Design and Construction of a Piezoelectric Transducer for Acoustic Levitation

Abstract

Sound can levitate objects of different sizes in air and water. This feature allows cells, liquids, or compounds to be handled without being touched or contaminated. Acoustic levitation is usually achieved through one or more piezoelectric transducers. Among different types of piezoelectric transducers, the Langevin-type transducer, formed by pairs of piezoelectric ceramics rings sandwiched between two loading masses and coupled by a central bolt, is one of the most used transducers in acoustic levitation. The piezoelectric materials, when excited with a specific electrical potential, respond by deforming mechanically. Thus, the transducer acts as an actuator, generating displacement amplitudes that depend on the frequency. At the resonance frequency, the displacement of the transducer face is maximum. In this work, we design and fabricate a piezoelectric transducer to assembly a single-axis acoustic levitator capable of levitating objects larger than the acoustic wavelength. This approach is fundamental for developing a new generation of levitation devices called “acoustic robots.” A numerical model based on the Finite Element Method was employed for simulating and designing the transducer. Then the transducer parts were machined in a mechanical workshop, and the transducer was assembled and characterized.
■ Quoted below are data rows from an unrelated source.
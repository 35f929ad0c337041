// SPDX-FileCopyrightText: 2026 Folio Contributors
// SPDX-License-Identifier: MIT OR Apache-2.0

//! Mail relay HTTP server built on axum.
//!
//! Sets up routes, CORS, and shared state.

use std::sync::Arc;

use axum::{
    Router,
    routing::{get, post},
};
use folio_core::FolioError;
use tower_http::cors::CorsLayer;

use crate::handlers;
use crate::mailer::MailTransport;

/// Shared state for axum request handlers.
#[derive(Clone)]
pub struct RelayState {
    /// Outbound mail transport.
    pub mailer: Arc<dyn MailTransport>,
}

/// Relay server configuration (mirrors RelayConfig from folio-config).
#[derive(Debug, Clone)]
pub struct ServerConfig {
    /// Host address to bind.
    pub host: String,
    /// Port to bind.
    pub port: u16,
}

/// Builds the relay router. Exposed separately from [`start_server`] so
/// tests can serve it on an ephemeral port.
pub fn build_router(state: RelayState) -> Router {
    Router::new()
        .route("/contact", post(handlers::post_contact))
        .route("/health", get(handlers::get_health))
        .with_state(state)
        .layer(CorsLayer::permissive())
}

/// Start the mail relay HTTP server.
pub async fn start_server(config: &ServerConfig, state: RelayState) -> Result<(), FolioError> {
    let app = build_router(state);

    let addr = format!("{}:{}", config.host, config.port);
    let listener = tokio::net::TcpListener::bind(&addr)
        .await
        .map_err(|e| FolioError::Relay {
            message: format!("failed to bind relay to {addr}: {e}"),
            source: Some(Box::new(e)),
        })?;

    tracing::info!("mail relay listening on {addr}");

    axum::serve(listener, app)
        .await
        .map_err(|e| FolioError::Relay {
            message: format!("relay server error: {e}"),
            source: Some(Box::new(e)),
        })?;

    Ok(())
}

#[cfg(test)]
mod tests {
    use super::*;
    use crate::mailer::OutboundMail;
    use async_trait::async_trait;
    use tokio::sync::Mutex;

    /// Records sent mail instead of talking SMTP; optionally fails.
    pub(crate) struct RecordingMailer {
        pub sent: Arc<Mutex<Vec<OutboundMail>>>,
        pub fail: bool,
    }

    #[async_trait]
    impl MailTransport for RecordingMailer {
        async fn send(&self, mail: OutboundMail) -> Result<(), FolioError> {
            if self.fail {
                return Err(FolioError::Relay {
                    message: "SMTP send failed: connection refused".into(),
                    source: None,
                });
            }
            self.sent.lock().await.push(mail);
            Ok(())
        }
    }

    fn state(fail: bool) -> (RelayState, Arc<Mutex<Vec<OutboundMail>>>) {
        let sent = Arc::new(Mutex::new(Vec::new()));
        let mailer = RecordingMailer {
            sent: sent.clone(),
            fail,
        };
        (
            RelayState {
                mailer: Arc::new(mailer),
            },
            sent,
        )
    }

    async fn serve_once(state: RelayState) -> String {
        let listener = tokio::net::TcpListener::bind("127.0.0.1:0").await.unwrap();
        let addr = listener.local_addr().unwrap();
        let app = build_router(state);
        tokio::spawn(async move {
            axum::serve(listener, app).await.unwrap();
        });
        format!("http://{addr}")
    }

    fn submission() -> serde_json::Value {
        serde_json::json!({
            "name": "Ada",
            "email": "ada@example.com",
            "subject": "Hi",
            "message": "Hello!",
        })
    }

    #[tokio::test]
    async fn contact_submission_forwarded_with_reply_to() {
        let (state, sent) = state(false);
        let base = serve_once(state).await;

        let response = reqwest::Client::new()
            .post(format!("{base}/contact"))
            .json(&submission())
            .send()
            .await
            .unwrap();

        assert_eq!(response.status(), 200);
        assert!(response.text().await.unwrap().contains("successfully"));

        let sent = sent.lock().await;
        assert_eq!(sent.len(), 1);
        assert_eq!(sent[0].reply_to, "ada@example.com");
        assert_eq!(sent[0].subject, "New contact form submission: Hi");
        assert!(sent[0].body.contains("Name: Ada"));
    }

    #[tokio::test]
    async fn invalid_submission_rejected_without_send() {
        let (state, sent) = state(false);
        let base = serve_once(state).await;

        let mut body = submission();
        body["name"] = serde_json::json!("");
        let response = reqwest::Client::new()
            .post(format!("{base}/contact"))
            .json(&body)
            .send()
            .await
            .unwrap();

        assert_eq!(response.status(), 400);
        assert!(sent.lock().await.is_empty());
    }

    #[tokio::test]
    async fn transport_failure_maps_to_500() {
        let (state, _) = state(true);
        let base = serve_once(state).await;

        let response = reqwest::Client::new()
            .post(format!("{base}/contact"))
            .json(&submission())
            .send()
            .await
            .unwrap();

        assert_eq!(response.status(), 500);
        assert!(response.text().await.unwrap().contains("Failed"));
    }

    #[tokio::test]
    async fn health_endpoint_reports_ok() {
        let (state, _) = state(false);
        let base = serve_once(state).await;

        let response = reqwest::get(format!("{base}/health")).await.unwrap();
        assert_eq!(response.status(), 200);
        assert!(response.text().await.unwrap().contains("\"ok\""));
    }
}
The designed Langevin transducer consists of two piezoelectric ceramics pressed between two metallic aluminum cylindrical masses and a mechanical amplifier composing the transducer body. The characterization of the Langevin transducer was done by measuring its electrical impedance curve. As a result, resonant frequency response was found around 21.560 kHz with a minimum impedance of 95 Ω and the anti-resonance frequency at 21.685 kHz with a maximum impedance of 81.502 kΩ. The transducer successfully levitated a polyacetal disk of 3.1 mm radius, 2 mm thickness, and a mass of 85 mg.